To a casual visitor entering the quiet city of Salisbury on that warm Sunday morning it might have seemed impossible that anything could disturb its sedate calm.

Yet in fact the place was in a state of seething controversy in which, as in centuries past, a powerful bishop was at war with half the town.

Had the visitor entered the even greater stillness of the close itself, it would certainly have seemed that the brisk woman of sixty with her long white dress, her parasol and her elegant, buttoned kid walking boots, who was stepping into a landau in the north walk, must be the very quintessence of respectability. As respectable, say, as the severe, grey-haired man who was politely handing her in.

And indeed, in a general sense, when Miss Shockley and old Mr Porters set out together for Cranborne Chase that August morning, they still were.

It was very quiet. There was movement in the close, of course, but it was subdued, as if the place was patiently aware that the bell for matins was about to ring.

By the choristers’ green, an ancient water cart, that sprayed the road surface to keep down the dust, was making its creaking rounds, pulled by a horse which, like the battered straw hat on its head, had seen better, but not quieter days.

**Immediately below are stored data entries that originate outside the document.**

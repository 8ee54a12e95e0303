//! Conversation state types

use serde::{Deserialize, Serialize};

/// Opaque transport identity for a user.
pub type UserId = i64;

/// Supported interface languages.
#[derive(Debug, Clone, Copy, PartialEq, Eq, Serialize, Deserialize, Default)]
#[serde(rename_all = "snake_case")]
pub enum Language {
    #[default]
    Uz,
    Ru,
}

impl Language {
    pub fn code(self) -> &'static str {
        match self {
            Language::Uz => "uz",
            Language::Ru => "ru",
        }
    }

    pub fn from_code(code: &str) -> Option<Self> {
        match code {
            "uz" => Some(Language::Uz),
            "ru" => Some(Language::Ru),
            _ => None,
        }
    }
}

/// Financing categories offered by the intake flow.
#[derive(Debug, Clone, Copy, PartialEq, Eq, Serialize, Deserialize)]
#[serde(rename_all = "snake_case")]
pub enum FinancingType {
    /// Islamic financing, USD-denominated, 300k minimum.
    Islamic,
    /// Cash credit up to 300 mln.
    Cash,
    /// Credit above 300 mln.
    LargeCredit,
}

/// Predefined amount menu codes.
#[derive(Debug, Clone, Copy, PartialEq, Eq, Serialize, Deserialize)]
#[serde(rename_all = "snake_case")]
pub enum AmountCode {
    CashUpTo300M,
    CashForeign,
    WorkingCapitalUpTo10B,
    Above10B,
    IslamicFrom300K,
}

/// The amount answer: either a predefined menu code or a validated
/// free-form value. Manual values carry no unit; the unit follows from
/// the financing type (USD for Islamic, UZS otherwise).
#[derive(Debug, Clone, PartialEq, Serialize, Deserialize)]
#[serde(tag = "type", rename_all = "snake_case")]
pub enum AmountSelection {
    Code { code: AmountCode },
    Manual { value: f64 },
}

impl AmountSelection {
    pub fn code(code: AmountCode) -> Self {
        AmountSelection::Code { code }
    }

    pub fn manual(value: f64) -> Self {
        AmountSelection::Manual { value }
    }
}

/// Who the financing is for.
#[derive(Debug, Clone, Copy, PartialEq, Eq, Serialize, Deserialize)]
#[serde(rename_all = "snake_case")]
pub enum ApplicantType {
    Individual,
    SoleProprietor,
    Firm,
}

/// Collateral categories.
#[derive(Debug, Clone, Copy, PartialEq, Eq, Serialize, Deserialize)]
#[serde(rename_all = "snake_case")]
pub enum CollateralType {
    RealEstate,
    Vehicle,
}

/// Where in the intake flow a user currently is.
///
/// Absence of a state means "no active conversation".
#[derive(Debug, Clone, Copy, PartialEq, Eq, Serialize, Deserialize)]
#[serde(tag = "type", rename_all = "snake_case")]
pub enum FlowState {
    LanguageSelect,
    FullName,
    FinancingType,
    Amount,
    /// Entered only via the manual-entry option on the amount menu.
    AmountManualInput,
    ApplicantType,
    CollateralType,
    CollateralDetails,
    Phone,
}

/// Answers accumulated during one in-progress conversation.
///
/// Owned exclusively by the active conversation for a user; discarded on
/// completion or restart.
#[derive(Debug, Clone, Default, PartialEq, Serialize, Deserialize)]
pub struct Draft {
    pub financing: Option<FinancingType>,
    pub amount: Option<AmountSelection>,
    pub applicant: Option<ApplicantType>,
    pub collateral: Option<CollateralType>,
    pub collateral_details: Option<String>,
    /// Minimum-amount threshold in effect for manual entry, fixed at the
    /// moment the manual option was chosen.
    pub min_amount: Option<f64>,
}

/// Per-event context the runtime resolves before calling `transition`.
#[derive(Debug, Clone)]
pub struct SessionContext {
    pub user_id: UserId,
    /// Optional transport handle, captured on first contact.
    pub handle: Option<String>,
    pub language: Language,
    /// Whether a User record already exists for this identity.
    pub known_user: bool,
    /// Whether this identity is the distinguished reviewer.
    pub is_reviewer: bool,
}
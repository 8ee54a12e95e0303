//! In-memory per-user session store
//!
//! Ephemeral by design: it holds the current flow state and draft for
//! each active conversation and can be rebuilt from scratch. The durable
//! system of record is `crate::db`.
//!
//! Each entry is read and written only by that user's runtime task, which
//! serializes events per user; the mutex just guards the shared map.

use crate::state_machine::{Draft, FlowState, UserId};
use std::collections::HashMap;
use std::sync::{Arc, Mutex};

/// One active conversation.
#[derive(Debug, Clone, PartialEq)]
pub struct SessionEntry {
    pub state: FlowState,
    pub draft: Draft,
}

/// Shared handle to the session map.
#[derive(Clone, Default)]
pub struct SessionStore {
    inner: Arc<Mutex<HashMap<UserId, SessionEntry>>>,
}

impl SessionStore {
    pub fn new() -> Self {
        Self::default()
    }

    pub fn get(&self, user_id: UserId) -> Option<SessionEntry> {
        self.inner.lock().unwrap().get(&user_id).cloned()
    }

    pub fn set(&self, user_id: UserId, state: FlowState, draft: Draft) {
        self.inner
            .lock()
            .unwrap()
            .insert(user_id, SessionEntry { state, draft });
    }

    pub fn clear(&self, user_id: UserId) {
        self.inner.lock().unwrap().remove(&user_id);
    }
}
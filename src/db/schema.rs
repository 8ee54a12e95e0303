//! Database schema and record types

use crate::state_machine::{
    AmountSelection, ApplicantType, CollateralType, FinancingType, Language, UserId,
};
use chrono::{DateTime, Utc};
use serde::{Deserialize, Serialize};

/// SQL schema for initialization
pub const SCHEMA: &str = r#"
CREATE TABLE IF NOT EXISTS users (
    user_id INTEGER PRIMARY KEY,
    full_name TEXT,
    handle TEXT,
    phone TEXT,
    language TEXT NOT NULL DEFAULT 'uz',
    created_at TEXT NOT NULL
);

CREATE TABLE IF NOT EXISTS applications (
    id INTEGER PRIMARY KEY AUTOINCREMENT,
    user_id INTEGER NOT NULL,
    financing_type TEXT NOT NULL,
    amount TEXT NOT NULL,
    applicant_type TEXT NOT NULL,
    collateral_type TEXT NOT NULL,
    collateral_details TEXT NOT NULL,
    status TEXT NOT NULL DEFAULT 'pending',
    created_at TEXT NOT NULL,

    FOREIGN KEY (user_id) REFERENCES users(user_id)
);

CREATE INDEX IF NOT EXISTS idx_applications_created ON applications(created_at DESC);
"#;

/// User record
#[derive(Debug, Clone, Serialize, Deserialize)]
pub struct User {
    pub user_id: UserId,
    pub full_name: Option<String>,
    pub handle: Option<String>,
    pub phone: Option<String>,
    pub language: Language,
    pub created_at: DateTime<Utc>,
}

/// Field-wise update for `upsert_user`; `None` leaves a column untouched.
#[derive(Debug, Clone, Default)]
pub struct UserPatch {
    pub full_name: Option<String>,
    pub handle: Option<String>,
    pub phone: Option<String>,
    pub language: Option<Language>,
}

impl UserPatch {
    pub fn name(name: impl Into<String>) -> Self {
        Self {
            full_name: Some(name.into()),
            ..Self::default()
        }
    }

    pub fn phone(phone: impl Into<String>) -> Self {
        Self {
            phone: Some(phone.into()),
            ..Self::default()
        }
    }

    pub fn language(language: Language) -> Self {
        Self {
            language: Some(language),
            ..Self::default()
        }
    }
}

/// Review status of a persisted application. New applications start as
/// `Pending`; the review process mutates the status later.
#[derive(Debug, Clone, Copy, PartialEq, Eq, Serialize, Deserialize)]
#[serde(rename_all = "snake_case")]
pub enum ApplicationStatus {
    Pending,
    Approved,
    Rejected,
}

impl ApplicationStatus {
    pub fn as_str(self) -> &'static str {
        match self {
            ApplicationStatus::Pending => "pending",
            ApplicationStatus::Approved => "approved",
            ApplicationStatus::Rejected => "rejected",
        }
    }

    pub fn parse(s: &str) -> Self {
        match s {
            "approved" => ApplicationStatus::Approved,
            "rejected" => ApplicationStatus::Rejected,
            _ => ApplicationStatus::Pending,
        }
    }
}

/// The complete field set persisted when a draft finishes.
#[derive(Debug, Clone, PartialEq)]
pub struct NewApplication {
    pub financing: FinancingType,
    pub amount: AmountSelection,
    pub applicant: ApplicantType,
    pub collateral: CollateralType,
    pub collateral_details: String,
}

/// One row of the reviewer listing (application joined with its user).
#[derive(Debug, Clone)]
pub struct ApplicationSummary {
    pub id: i64,
    pub user_id: UserId,
    pub full_name: Option<String>,
    pub handle: Option<String>,
    pub financing: FinancingType,
    pub amount: AmountSelection,
    pub applicant: ApplicantType,
    pub collateral: CollateralType,
    pub collateral_details: String,
    pub status: ApplicationStatus,
    pub created_at: DateTime<Utc>,
}
//! Core intake conversation state machine
//!
//! Pure state transitions; all I/O happens in the runtime via effects.

pub mod effect;
pub mod event;
pub mod rules;
pub mod state;
pub(crate) mod transition;

#[cfg(test)]
mod proptests;

pub use effect::{Effect, RenderMode, Screen};
pub use event::{Choice, Event};
pub use state::{
    AmountCode, AmountSelection, ApplicantType, CollateralType, Draft, FinancingType, FlowState,
    Language, SessionContext, UserId,
};
pub use transition::{transition, Next, TransitionError, TransitionResult};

From Mompesson House, Miss Barbara Townsend, swathed in shawls, made her way across to the south gate, carrying her sketch pad and water colours. And now, through the gate from the High Street an ox cart lumbered slowly in containing no less a figure than one of the cathedral’s residentiary canons and his family, come to spend his obligatory three months in the close and perform his cathedral duties.

Today, however, Jane Shockley was in a state of suppressed excitement. For tomorrow she was going into battle against the bishop. And the day after that . . . She smiled inwardly. The day after that, she would cause an even bigger stir.

There had been no scandal attached to her for thirty years. Since her Uncle Stephen’s death she had lived alone in the house in the close. Ten years before, her brother Bernard had returned to England, but he had gone to live on the edge of the New Forest near Christchurch. She had become, in the manner of Victorian ladies of Salisbury close, rather formidable. The night with the gypsies had not, of course, been forgotten. But the young folk in the close no longer believed it. She was as respectable a figure as one of the Hammick, Hussey, Townsend, Eyre or Jacob families who formed the principal aristocracy of the place.

Indeed, so successful had she become over the years at projecting a forthright and rather daunting image of herself that her opinion was much sought after and she generally got her own way.

The landau began to roll out of the close.

It was just as it entered the High Street that a stout, elderly man hurried forward and hailed the coachman. As the landau stopped, he came beside it and looked in. For a moment his face fell.

Mr Porters and Mr Mason stared at each other with distaste: they were on opposite sides in the bishop’s great controversy. Then Mason addressed himself to Jane.

“You will not forget us tomorrow, Miss Shockley? You will come and speak?”

She looked at him evenly. The old relationship from the time when she had looked after Jethro had been replaced by something tougher.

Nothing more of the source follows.